If you’re like us, you probably never want to think about 2020 again. But there is one lingering ghost from last year that you need to get rid of before you can truly move on for good—and that’s your 2020 taxes.

Thanks to the coronavirus (among other things), a lot has changed for the 2021 tax season. We don’t want you to get blindsided, so let’s dig into what’s new for this tax season and what’s staying the same.

First, here are the main things you need to know right off the bat for the 2021 tax season:

  • The big tax deadline is a moving target this year, what with the effects of COVID-19 and ice storms. The IRS recently extended the deadline for all federal tax returns and payments to May 17, 2021.
  • The standard deduction for 2020 increased to $12,400 for single filers and $24,800 for married couples filing jointly.  
  • Income tax brackets increased in 2020 to account for inflation. 

But that’s just scratching the surface! Let’s break down the details so you can file your taxes with confidence this year.

Income Brackets and Rates for 2021 Tax Season

Here’s a refresher on how income brackets and tax rates work: Your tax rate (the percentage of your income that you pay in taxes) is based on what tax bracket (income range) you’re in.

Taxes shouldn't be this complicated. Let us help.

For example, if you’re single and your income is $75,000, then you’re in the 22% tax bracket. But that doesn’t mean your tax rate is a flat 22%. Instead, part of your income is taxed at 10%, another part at 12%, and the last part at 22%. (We break it down in the chart below.)

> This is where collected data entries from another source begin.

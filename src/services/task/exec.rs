//! Executable launch task.
//!
//! Spawns a child in one of three modes: blocking (the task completes when
//! the child exits), deferred (handed to the deferred manager), or detached.
//! On Linux, Windows-native artefacts are bridged: `.bat` scripts run under
//! `sh`, and `.exe` executables run under the compatibility layer, which must
//! actually be present.

use async_trait::async_trait;
use std::collections::HashMap;
use std::path::{Path, PathBuf};
use std::process::Stdio;
use std::sync::Arc;
use tokio::process::Command;

use crate::domain::error::{ClifpError, ExecError};
use crate::domain::task::{ProcessType, Stage};
use crate::services::director::Directorate;
use crate::services::process::{BlockingProcessManager, DeferredProcessManager};
use crate::services::task::{StopToken, Task};

/// Launch parameters: either a raw command-line string straight from the
/// database, or an already-split argument list.
#[derive(Debug, Clone, PartialEq, Eq)]
pub enum ExecParams {
    Joined(String),
    List(Vec<String>),
}

impl ExecParams {
    pub fn is_empty(&self) -> bool {
        match self {
            Self::Joined(s) => s.is_empty(),
            Self::List(v) => v.is_empty(),
        }
    }

    /// Single-string form for logging and shell use.
    pub fn joined(&self) -> String {
        match self {
            Self::Joined(s) => s.clone(),
            Self::List(v) => join_arguments(v),
        }
    }

    /// Argument-vector form for direct spawning.
    pub fn list(&self) -> Vec<String> {
        match self {
            Self::Joined(s) => split_command_line(s),
            Self::List(v) => v.clone(),
        }
    }
}

/// Characters that force an argument into quotes when run through a shell.
const SHELL_SPECIAL_CHARS: &[char] = &[
    '^', '&', '<', '>', '[', ']', '|', '{', '}', '=', ';', '!', '\'', '+', ',', '`', '~', ' ',
    '$', '(', ')',
];

/// Quote `arg` for safe inclusion in a shell command line.
pub fn escape_for_shell(arg: &str) -> String {
    if !arg.chars().any(|c| SHELL_SPECIAL_CHARS.contains(&c)) && !arg.contains('"') {
        return arg.to_string();
    }

    let mut escaped = String::with_capacity(arg.len() + 2);
    escaped.push('"');
    for c in arg.chars() {
        if matches!(c, '"' | '\\' | '$' | '`') {
            escaped.push('\\');
        }
        escaped.push(c);
    }
    escaped.push('"');
    escaped
}

/// Join an argument list into one shell-safe string.
pub fn join_arguments(args: &[String]) -> String {
    args.iter()
        .map(|a| escape_for_shell(a))
        .collect::<Vec<_>>()
        .join(" ")
}

/// Strip outer quotes that wrap the entire argument for no reason.
pub fn strip_redundant_quotes(arg: &str) -> &str {
    if arg.len() >= 2 && arg.starts_with('"') && arg.ends_with('"') {
        let interior = &arg[1..arg.len() - 1];
        if !interior.contains('"') {
            return interior;
        }
    }
    arg
}

/// Minimal command-line splitter honoring double quotes.
pub fn split_command_line(line: &str) -> Vec<String> {
    let mut args = Vec::new();
    let mut current = String::new();
    let mut in_quotes = false;

    for c in line.chars() {
        match c {
            '"' => in_quotes = !in_quotes,
            c if c.is_whitespace() && !in_quotes => {
                if !current.is_empty() {
                    args.push(std::mem::take(&mut current));
                }
            }
            c => current.push(c),
        }
    }
    if !current.is_empty() {
        args.push(current);
    }
    args
}

/// Locate `name` on PATH.
pub fn find_on_path(name: &str) -> Option<PathBuf> {
    let path_var = std::env::var_os("PATH")?;
    std::env::split_paths(&path_var)
        .map(|dir| dir.join(name))
        .find(|candidate| candidate.is_file())
}

/// A fully prepared spawn: program plus argv.
#[derive(Debug, Clone, PartialEq, Eq)]
pub struct Invocation {
    pub program: String,
    pub args: Vec<String>,
}

/// Bridge Windows-native artefacts into something this host can run.
#[cfg(unix)]
fn bridge_invocation(
    executable: &Path,
    params: &ExecParams,
    dirate: &Directorate,
) -> Result<Invocation, ExecError> {
    let ext = executable
        .extension()
        .map(|e| e.to_string_lossy().to_lowercase())
        .unwrap_or_default();

    match ext.as_str() {
        "bat" => {
            dirate.log_event("Forced use of 'sh' from Windows 'bat'");
            let command = format!(
                "'{}' {}",
                executable.to_string_lossy(),
                params.joined()
            );
            Ok(Invocation {
                program: "/bin/sh".into(),
                args: vec!["-c".into(), command],
            })
        }
        "exe" => {
            if find_on_path("wine").is_none() {
                return Err(ExecError::CompatLayerMissing(
                    executable.to_string_lossy().into_owned(),
                ));
            }
            dirate.log_event("Forced use of WINE from Windows 'exe'");
            let mut args = vec![
                "start".to_string(),
                "/wait".to_string(),
                "/unix".to_string(),
                executable.to_string_lossy().into_owned(),
            ];
            args.extend(params.list());
            Ok(Invocation {
                program: "wine".into(),
                args,
            })
        }
        _ => Ok(Invocation {
            program: executable.to_string_lossy().into_owned(),
            args: params.list(),
        }),
    }
}

#[cfg(not(unix))]
fn bridge_invocation(
    executable: &Path,
    params: &ExecParams,
    _dirate: &Directorate,
) -> Result<Invocation, ExecError> {
    Ok(Invocation {
        program: executable.to_string_lossy().into_owned(),
        args: params.list(),
    })
}

pub struct TExec {
    dirate: Directorate,
    stage: Stage,
    stop: StopToken,
    executable: String,
    directory: PathBuf,
    parameters: ExecParams,
    environment: HashMap<String, String>,
    process_type: ProcessType,
    identifier: String,
    deferred: Arc<DeferredProcessManager>,
}

impl TExec {
    pub const NAME: &'static str = "TExec";

    #[allow(clippy::too_many_arguments)]
    pub fn new(
        dirate: Directorate,
        stage: Stage,
        executable: impl Into<String>,
        directory: PathBuf,
        parameters: ExecParams,
        environment: HashMap<String, String>,
        process_type: ProcessType,
        identifier: impl Into<String>,
        deferred: Arc<DeferredProcessManager>,
    ) -> Self {
        Self {
            dirate,
            stage,
            stop: StopToken::new(),
            executable: executable.into(),
            directory,
            parameters,
            environment,
            process_type,
            identifier: identifier.into(),
            deferred,
        }
    }

    pub fn executable(&self) -> &str {
        &self.executable
    }

    pub fn identifier(&self) -> &str {
        &self.identifier
    }

    pub fn process_type(&self) -> ProcessType {
        self.process_type
    }

    fn resolve_executable_path(&self) -> Result<PathBuf, ExecError> {
        let raw = Path::new(strip_redundant_quotes(&self.executable));
        let candidate = if raw.is_absolute() {
            raw.to_path_buf()
        } else {
            self.directory.join(raw)
        };

        if !candidate.exists() {
            // Bare names may still resolve through PATH.
            if raw.components().count() == 1 {
                if let Some(found) = find_on_path(&raw.to_string_lossy()) {
                    return Ok(found);
                }
            }
            return Err(ExecError::CouldNotFind(candidate.display().to_string()));
        }
        if !candidate.is_file() {
            return Err(ExecError::NotValid(candidate.display().to_string()));
        }
        Ok(candidate)
    }

    fn prepare_command(&self) -> Result<(Invocation, Command), ClifpError> {
        self.dirate.log_event(&format!(
            "Preparing {} process '{}' ({})",
            self.process_type,
            self.identifier,
            self.executable
        ));

        let resolved = self.resolve_executable_path()?;
        let invocation = bridge_invocation(&resolved, &self.parameters, &self.dirate)?;

        self.dirate
            .log_event(&format!("Final Executable: {}", invocation.program));
        self.dirate.log_event(&format!(
            "Final Parameters: {}",
            join_arguments(&invocation.args)
        ));

        let mut command = Command::new(&invocation.program);
        command
            .args(&invocation.args)
            .current_dir(&self.directory)
            .envs(&self.environment);
        self.dirate.log_event(&format!(
            "Changed current directory to: {}",
            self.directory.display()
        ));

        Ok((invocation, command))
    }

    async fn run_blocking(&mut self, mut command: Command) -> Result<(), ClifpError> {
        command.stdout(Stdio::piped()).stderr(Stdio::piped());
        let child = command
            .spawn()
            .map_err(|e| ExecError::CouldNotStart(format!("{}: {e}", self.identifier)))?;

        self.dirate
            .log_event(&format!("Started '{}'", self.identifier));

        let mut manager =
            BlockingProcessManager::new(child, self.identifier.clone(), &self.dirate);

        let result = tokio::select! {
            status = manager.wait() => {
                match status {
                    Ok(status) => {
                        self.dirate.log_event(&format!(
                            "Blocking process '{}' finished. Status: '{status}'",
                            self.identifier
                        ));
                        Ok(())
                    }
                    Err(e) => Err(ExecError::CouldNotStart(e.to_string()).into()),
                }
            }
            () = self.stop.triggered() => {
                self.dirate.log_event(&format!(
                    "Stopping blocking process '{}'...",
                    self.identifier
                ));
                manager.close().await;
                Err(ClifpError::Cancelled)
            }
        };

        result
    }

    fn run_deferred(&self, mut command: Command) -> Result<(), ClifpError> {
        command.stdout(Stdio::piped()).stderr(Stdio::piped());
        let child = command
            .spawn()
            .map_err(|e| ExecError::CouldNotStart(format!("{}: {e}", self.identifier)))?;

        self.dirate
            .log_event(&format!("Started '{}'", self.identifier));
        self.deferred.manage(&self.identifier, child);
        Ok(())
    }

    fn run_detached(&self, mut command: Command) -> Result<(), ClifpError> {
        command
            .stdin(Stdio::null())
            .stdout(Stdio::null())
            .stderr(Stdio::null());
        command
            .spawn()
            .map_err(|e| ExecError::CouldNotStart(format!("{}: {e}", self.identifier)))?;

        self.dirate
            .log_event(&format!("Started '{}'", self.identifier));
        Ok(())
    }
}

For the 2020 tax year, the tax rates are the same—but there are some slight changes to the brackets. Basically, the brackets have been adjusted by a few hundred dollars from 2019 to account for inflation.1

2020 Marginal Income Tax Rates and Brackets

2020 Marginal Tax Rates

Single Tax Bracket

Married Filing Jointly Tax Bracket

Head of Household Tax Bracket

Married Filing Separately Tax Bracket

10%

$0–9,875

$0–19,750

$0–14,100

$0–9,875

12%

$9,875–40,125

$19,750–80,250

$14,100–53,700

$9,875–40,125

22%

$40,125–85,525

$80,250–171,050

$53,700–85,500

$40,125–85,525

24%

$85,525–163,300

$171,050–326,600

$85,500–163,300

$85,525–163,300

32%

$163,300–207,350

$326,600–414,700

$163,300–207,350

$163,300–207,350

35%

$207,350–518,400

$414,700–622,050

$207,350–518,400

$207,350–311,025

37%

Over $518,400

Over $622,050

Over $518,400

Over $311,025

 

Higher Standard Deductions in 2020

When you pay taxes, you have the option of taking the standard deduction or itemizing your deductions—calculating your deductions one by one. Itemizing is more of a hassle, but it’s worth it if your itemized deductions exceed the amount of the standard deduction.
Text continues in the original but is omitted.